(Stored items from a collection)
= = = = =

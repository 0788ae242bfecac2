//! Per-alert cancellable timers.
//!
//! Each armed timer is a spawned task racing its [`CancellationToken`]
//! against a sleep. The task runs at most once. Cancelling and firing can
//! still race at this layer; callers resolve that with the alert's status
//! compare-and-set, not with timer ordering.

use std::future::Future;
use std::sync::atomic::{AtomicUsize, Ordering};
use std::sync::Arc;
use std::time::Duration;

use tokio::runtime::Handle;
use tokio_util::sync::CancellationToken;
use vitalwatch_core::types::AlertId;

#[derive(Debug, thiserror::Error)]
pub enum SchedulerError {
    #[error("No async runtime available to arm timer for alert {0}")]
    NoRuntime(AlertId),

    #[error("Escalation scheduler is shut down")]
    ShutDown,
}

/// Cancels one armed timer.
#[derive(Debug, Clone)]
pub struct TimerHandle {
    alert_id: AlertId,
    token: CancellationToken,
}

impl TimerHandle {
    pub fn alert_id(&self) -> &str {
        &self.alert_id
    }

    pub fn is_cancelled(&self) -> bool {
        self.token.is_cancelled()
    }
}

#[derive(Debug, Clone, Default)]
pub struct EscalationScheduler {
    root: CancellationToken,
    armed: Arc<AtomicUsize>,
}

impl EscalationScheduler {
    pub fn new() -> Self {
        Self::default()
    }

    /// Run `task` once `after` has elapsed, unless cancelled first.
    pub fn arm<F>(&self, alert_id: &str, after: Duration, task: F) -> Result<TimerHandle, SchedulerError>
    where
        F: Future<Output = ()> + Send + 'static,
    {
        if self.root.is_cancelled() {
            return Err(SchedulerError::ShutDown);
        }
        let runtime =
            Handle::try_current().map_err(|_| SchedulerError::NoRuntime(alert_id.to_string()))?;

        let token = self.root.child_token();
        let cancelled = token.clone();
        let armed = Arc::clone(&self.armed);
        let id = alert_id.to_string();

        armed.fetch_add(1, Ordering::AcqRel);
        runtime.spawn(async move {
            let fired = tokio::select! {
                biased;
                _ = cancelled.cancelled() => false,
                _ = tokio::time::sleep(after) => true,
            };
            armed.fetch_sub(1, Ordering::AcqRel);

            if fired {
                tracing::debug!(
                    alert_id = %id,
                    after_ms = u64::try_from(after.as_millis()).unwrap_or(u64::MAX),
                    "Timer fired"
                );
                task.await;
            } else {
                tracing::trace!(alert_id = %id, "Timer cancelled");
            }
        });

        Ok(TimerHandle {
            alert_id: alert_id.to_string(),
            token,
        })
    }

    pub fn cancel(&self, handle: &TimerHandle) {
        handle.token.cancel();
    }

    /// Timers that have neither fired nor been cancelled.
    pub fn armed_count(&self) -> usize {
        self.armed.load(Ordering::Acquire)
    }

    /// Cancel every armed timer and refuse new ones.
    pub fn shutdown(&self) {
        self.root.cancel();
    }

    pub fn is_shut_down(&self) -> bool {
        self.root.is_cancelled()
    }
}

#[cfg(test)]
mod tests {
    use assert_matches::assert_matches;

    use super::*;

    fn bump(count: &Arc<AtomicUsize>) -> impl Future<Output = ()> + Send + 'static {
        let count = Arc::clone(count);
        async move {
            count.fetch_add(1, Ordering::SeqCst);
        }
    }

    #[tokio::test(start_paused = true)]
    async fn fires_once_after_delay() {
        let scheduler = EscalationScheduler::new();
        let count = Arc::new(AtomicUsize::new(0));

        scheduler.arm("a1", Duration::from_secs(1), bump(&count)).unwrap();
        assert_eq!(scheduler.armed_count(), 1);

        tokio::time::sleep(Duration::from_millis(900)).await;
        assert_eq!(count.load(Ordering::SeqCst), 0);

        tokio::time::sleep(Duration::from_millis(200)).await;
        assert_eq!(count.load(Ordering::SeqCst), 1);
        assert_eq!(scheduler.armed_count(), 0);

        tokio::time::sleep(Duration::from_secs(10)).await;
        assert_eq!(count.load(Ordering::SeqCst), 1);
    }

    #[tokio::test(start_paused = true)]
    async fn cancel_before_fire_prevents_task() {
        let scheduler = EscalationScheduler::new();
        let count = Arc::new(AtomicUsize::new(0));

        let handle = scheduler.arm("a1", Duration::from_secs(1), bump(&count)).unwrap();
        tokio::time::sleep(Duration::from_millis(500)).await;
        scheduler.cancel(&handle);
        assert!(handle.is_cancelled());
        assert_eq!(handle.alert_id(), "a1");

        tokio::time::sleep(Duration::from_secs(2)).await;
        assert_eq!(count.load(Ordering::SeqCst), 0);
        assert_eq!(scheduler.armed_count(), 0);
    }

    #[tokio::test(start_paused = true)]
    async fn shutdown_cancels_all_and_refuses_new() {
        let scheduler = EscalationScheduler::new();
        let count = Arc::new(AtomicUsize::new(0));

        scheduler.arm("a1", Duration::from_secs(1), bump(&count)).unwrap();
        scheduler.arm("a2", Duration::from_secs(2), bump(&count)).unwrap();
        scheduler.shutdown();

        tokio::time::sleep(Duration::from_secs(5)).await;
        assert_eq!(count.load(Ordering::SeqCst), 0);
        assert!(scheduler.is_shut_down());
        assert_matches!(
            scheduler.arm("a3", Duration::from_secs(1), bump(&count)),
            Err(SchedulerError::ShutDown)
        );
    }

    #[test]
    fn arming_outside_runtime_fails() {
        let scheduler = EscalationScheduler::new();
        let result = scheduler.arm("a1", Duration::from_secs(1), async {});
        assert_matches!(result, Err(SchedulerError::NoRuntime(id)) if id == "a1");
    }
}
//! Energy integrator
//!
//! Converts a stream of instantaneous power samples into a running energy
//! total. With the default `left` method each interval is charged at the
//! power of the sample that opened it, so a step change in power shows up
//! in the following interval:
//!
//! ```text
//! increment = previous_value * elapsed / unit_time
//! total     = round(total + increment, round_digits)
//! ```
//!
//! An unavailable sample is skipped without touching the last good sample,
//! so the next valid sample integrates over the whole gap at the old power.

use chrono::{DateTime, Utc};
use gridlink_registers::{IntegrationDescriptor, IntegrationMethod, TimeUnit};
use serde::{Deserialize, Serialize};
use tracing::{debug, warn};

use crate::state::TotalStore;

/// One accepted instantaneous reading
#[derive(Debug, Clone, Copy, PartialEq, Serialize, Deserialize)]
pub struct Sample {
    pub value: f64,
    pub time: DateTime<Utc>,
}

/// What an update did to the integrator
#[derive(Debug, Clone, Copy, PartialEq, Eq, Serialize, Deserialize)]
#[serde(rename_all = "snake_case")]
pub enum UpdateOutcome {
    /// First sample; stored as the baseline, nothing to integrate yet
    Baseline,
    /// Interval integrated and the sample stored
    Integrated,
    /// Source unavailable this cycle; state untouched
    Unavailable,
    /// Timestamp not after the last sample; state untouched
    NonMonotonic,
}

/// Result of one integrator update
#[derive(Debug, Clone, Copy, PartialEq, Serialize, Deserialize)]
pub struct IntegrationUpdate {
    /// Accumulated total after the update
    pub total: f64,
    pub outcome: UpdateOutcome,
    /// Whether the store holds the current total
    pub persisted: bool,
}

impl IntegrationUpdate {
    /// Whether the sample was accepted as the new last sample
    pub fn advanced(&self) -> bool {
        matches!(
            self.outcome,
            UpdateOutcome::Baseline | UpdateOutcome::Integrated
        )
    }
}

/// Running total for one derived energy measurement
#[derive(Debug, Clone)]
pub struct Integrator {
    key: String,
    method: IntegrationMethod,
    unit_time: TimeUnit,
    round_digits: u32,
    total: f64,
    last: Option<Sample>,
    persist_pending: bool,
}

impl Integrator {
    /// Create an integrator, seeding the total from a persisted value
    ///
    /// # Arguments
    /// * `descriptor` - Integration entry from the catalog
    /// * `seed` - Previously persisted total, `None` starts at zero
    pub fn new(descriptor: &IntegrationDescriptor, seed: Option<f64>) -> Self {
        let total = seed.filter(|v| v.is_finite() && *v >= 0.0).unwrap_or(0.0);
        Self {
            key: descriptor.key.clone(),
            method: descriptor.method,
            unit_time: descriptor.unit_time,
            round_digits: descriptor.round_digits,
            total,
            last: None,
            persist_pending: false,
        }
    }

    pub fn key(&self) -> &str {
        &self.key
    }

    pub fn total(&self) -> f64 {
        self.total
    }

    pub fn last_sample(&self) -> Option<Sample> {
        self.last
    }

    /// Whether the last persistence attempt failed
    pub fn persist_pending(&self) -> bool {
        self.persist_pending
    }

    /// Feed one sample and persist the result
    ///
    /// # Arguments
    /// * `value` - Source reading, `None` when unavailable this cycle
    /// * `time` - Poll timestamp
    /// * `store` - Where the updated total is written
    ///
    /// # Returns
    /// The total after the update and what happened to it
    pub fn update<S: TotalStore + ?Sized>(
        &mut self,
        value: Option<f64>,
        time: DateTime<Utc>,
        store: &S,
    ) -> IntegrationUpdate {
        let outcome = self.advance(value, time);

        let should_persist = match outcome {
            UpdateOutcome::Integrated => true,
            UpdateOutcome::Baseline => self.persist_pending,
            UpdateOutcome::Unavailable | UpdateOutcome::NonMonotonic => false,
        };
        if should_persist {
            self.persist(store);
        }

        IntegrationUpdate {
            total: self.total,
            outcome,
            persisted: !self.persist_pending,
        }
    }

    /// State transition without persistence
    pub fn advance(&mut self, value: Option<f64>, time: DateTime<Utc>) -> UpdateOutcome {
        let Some(value) = value.filter(|v| v.is_finite()) else {
            debug!(key = %self.key, "integration sample unavailable, skipped");
            return UpdateOutcome::Unavailable;
        };

        let Some(last) = self.last else {
            self.last = Some(Sample { value, time });
            return UpdateOutcome::Baseline;
        };

        let elapsed_secs = (time - last.time).num_milliseconds() as f64 / 1000.0;
        if elapsed_secs <= 0.0 {
            debug!(
                key = %self.key,
                elapsed_secs = elapsed_secs,
                "non-monotonic sample ignored"
            );
            return UpdateOutcome::NonMonotonic;
        }

        let rate = match self.method {
            IntegrationMethod::Left => last.value,
            IntegrationMethod::Right => value,
            IntegrationMethod::Trapezoidal => (last.value + value) / 2.0,
        };
        let mut increment = rate * elapsed_secs / self.unit_time.seconds();
        if increment < 0.0 {
            debug!(
                key = %self.key,
                increment = increment,
                "negative increment clamped to zero"
            );
            increment = 0.0;
        }

        self.total = round(self.total + increment, self.round_digits);
        self.last = Some(Sample { value, time });

        debug!(
            key = %self.key,
            value = rate,
            elapsed_secs = elapsed_secs,
            increment = increment,
            total = self.total,
            "integrate"
        );

        UpdateOutcome::Integrated
    }

    fn persist<S: TotalStore + ?Sized>(&mut self, store: &S) {
        match store.persist_total(&self.key, self.total) {
            Ok(()) => {
                if self.persist_pending {
                    debug!(key = %self.key, total = self.total, "persisted total after retry");
                }
                self.persist_pending = false;
            },
            Err(e) => {
                warn!(key = %self.key, total = self.total, "Failed to persist total: {}", e);
                self.persist_pending = true;
            },
        }
    }
}

/// Round to `decimals` places
pub fn round(value: f64, decimals: u32) -> f64 {
    let factor = 10_f64.powi(decimals as i32);
    (value * factor).round() / factor
}

#[cfg(test)]
#[allow(clippy::disallowed_methods)]
mod tests {
    use super::*;
    use crate::error::{StoreError, StoreResult};
    use crate::state::MemoryTotalStore;
    use chrono::{Duration, TimeZone};
    use gridlink_registers::Presentation;
    use parking_lot::Mutex;
    use tracing_test::traced_test;

    fn descriptor(method: IntegrationMethod) -> IntegrationDescriptor {
        IntegrationDescriptor {
            key: "pv1_energy_total".to_string(),
            source: "pv1_power".to_string(),
            round_digits: 2,
            unit_time: TimeUnit::Hours,
            method,
            presentation: Presentation {
                name: "PV1 Power Total".to_string(),
                unit: Some("kWh".to_string()),
                device_class: None,
                state_class: None,
                icon: None,
            },
        }
    }

    fn t0() -> DateTime<Utc> {
        Utc.with_ymd_and_hms(2024, 6, 1, 0, 0, 0).unwrap()
    }

    fn hours(h: i64) -> DateTime<Utc> {
        t0() + Duration::hours(h)
    }

    /// Fails the first `failures` writes
    struct FlakyStore {
        failures: Mutex<u32>,
        inner: MemoryTotalStore,
    }

    impl TotalStore for FlakyStore {
        fn load_persisted_total(&self, key: &str) -> StoreResult<Option<f64>> {
            self.inner.load_persisted_total(key)
        }

        fn persist_total(&self, key: &str, total: f64) -> StoreResult<()> {
            let mut failures = self.failures.lock();
            if *failures > 0 {
                *failures -= 1;
                return Err(StoreError::io("disk full"));
            }
            self.inner.persist_total(key, total)
        }
    }

    #[test]
    fn test_left_riemann_scenario() {
        let store = MemoryTotalStore::new();
        let mut integrator = Integrator::new(&descriptor(IntegrationMethod::Left), None);

        let first = integrator.update(Some(2.0), hours(0), &store);
        assert_eq!(first.total, 0.0);
        assert_eq!(first.outcome, UpdateOutcome::Baseline);

        let second = integrator.update(Some(4.0), hours(1), &store);
        assert_eq!(second.total, 2.0);

        let third = integrator.update(Some(0.0), hours(2), &store);
        assert_eq!(third.total, 6.0);
        assert_eq!(store.get("pv1_energy_total"), Some(6.0));
    }

    #[test]
    fn test_right_and_trapezoidal() {
        let store = MemoryTotalStore::new();
        let mut right = Integrator::new(&descriptor(IntegrationMethod::Right), None);
        right.update(Some(2.0), hours(0), &store);
        assert_eq!(right.update(Some(4.0), hours(1), &store).total, 4.0);

        let mut trapezoid = Integrator::new(&descriptor(IntegrationMethod::Trapezoidal), None);
        trapezoid.update(Some(2.0), hours(0), &store);
        assert_eq!(trapezoid.update(Some(4.0), hours(1), &store).total, 3.0);
    }

    #[test]
    fn test_resume_from_persisted_total() {
        let store = MemoryTotalStore::new();
        let mut integrator = Integrator::new(&descriptor(IntegrationMethod::Left), Some(10.0));

        let baseline = integrator.update(Some(3.0), hours(5), &store);
        assert_eq!(baseline.total, 10.0);
        assert_eq!(integrator.update(Some(3.0), hours(6), &store).total, 13.0);
    }

    #[test]
    fn test_unavailable_sample_keeps_last_good_point() {
        let store = MemoryTotalStore::new();
        let mut integrator = Integrator::new(&descriptor(IntegrationMethod::Left), None);
        integrator.update(Some(2.0), hours(0), &store);

        let skipped = integrator.update(None, hours(1), &store);
        assert_eq!(skipped.outcome, UpdateOutcome::Unavailable);
        assert_eq!(skipped.total, 0.0);
        assert_eq!(integrator.last_sample().unwrap().time, hours(0));

        // Integrates the full two hours at the last good value
        assert_eq!(integrator.update(Some(1.0), hours(2), &store).total, 4.0);
    }

    #[test]
    fn test_non_monotonic_time_is_ignored() {
        let store = MemoryTotalStore::new();
        let mut integrator = Integrator::new(&descriptor(IntegrationMethod::Left), None);
        integrator.update(Some(2.0), hours(0), &store);
        integrator.update(Some(4.0), hours(1), &store);

        let duplicate = integrator.update(Some(100.0), hours(1), &store);
        assert_eq!(duplicate.outcome, UpdateOutcome::NonMonotonic);
        assert_eq!(duplicate.total, 2.0);

        let earlier = integrator.update(Some(100.0), hours(0), &store);
        assert_eq!(earlier.total, 2.0);
        assert_eq!(integrator.last_sample().unwrap().value, 4.0);
    }

    #[test]
    fn test_total_rounded_each_update() {
        let store = MemoryTotalStore::new();
        let mut integrator = Integrator::new(&descriptor(IntegrationMethod::Left), None);
        integrator.update(Some(1.0), t0(), &store);
        // 1 kW for 10 s = 0.002777 kWh
        let update = integrator.update(Some(1.0), t0() + Duration::seconds(10), &store);
        assert_eq!(update.total, 0.0);
        let update = integrator.update(Some(1.0), t0() + Duration::seconds(30), &store);
        assert_eq!(update.total, 0.01);
    }

    #[test]
    fn test_negative_power_never_decreases_total() {
        let store = MemoryTotalStore::new();
        let mut integrator = Integrator::new(&descriptor(IntegrationMethod::Left), Some(5.0));
        integrator.update(Some(-0.2), hours(0), &store);
        assert_eq!(integrator.update(Some(1.0), hours(1), &store).total, 5.0);
    }

    #[test]
    fn test_time_units() {
        let store = MemoryTotalStore::new();
        let mut d = descriptor(IntegrationMethod::Left);
        d.unit_time = TimeUnit::Minutes;
        let mut integrator = Integrator::new(&d, None);
        integrator.update(Some(2.0), hours(0), &store);
        assert_eq!(integrator.update(Some(2.0), hours(1), &store).total, 120.0);
    }

    #[test]
    #[traced_test]
    fn test_persistence_failure_retried_on_next_update() {
        let store = FlakyStore {
            failures: Mutex::new(1),
            inner: MemoryTotalStore::new(),
        };
        let mut integrator = Integrator::new(&descriptor(IntegrationMethod::Left), None);
        integrator.update(Some(2.0), hours(0), &store);

        let failed = integrator.update(Some(2.0), hours(1), &store);
        assert_eq!(failed.total, 2.0);
        assert!(!failed.persisted);
        assert!(integrator.persist_pending());
        assert_eq!(store.inner.get("pv1_energy_total"), None);
        assert!(logs_contain("Failed to persist total"));

        // Unavailable samples do not retry
        assert!(!integrator.update(None, hours(2), &store).persisted);

        let retried = integrator.update(Some(2.0), hours(2), &store);
        assert_eq!(retried.total, 4.0);
        assert!(retried.persisted);
        assert_eq!(store.inner.get("pv1_energy_total"), Some(4.0));
    }

    #[test]
    fn test_invalid_seed_starts_at_zero() {
        let integrator = Integrator::new(&descriptor(IntegrationMethod::Left), Some(f64::NAN));
        assert_eq!(integrator.total(), 0.0);
    }

    #[test]
    fn test_round() {
        assert_eq!(round(3.14159, 2), 3.14);
        assert_eq!(round(2.5, 0), 3.0);
        assert_eq!(round(-1.005, 1), -1.0);
    }
}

= = = = =

Only lines of the data holding the word "warn" go in the answer. Please copy each of them.

**Result**
use tracing::{debug, warn};
                warn!(key = %self.key, total = self.total, "Failed to persist total: {}", e);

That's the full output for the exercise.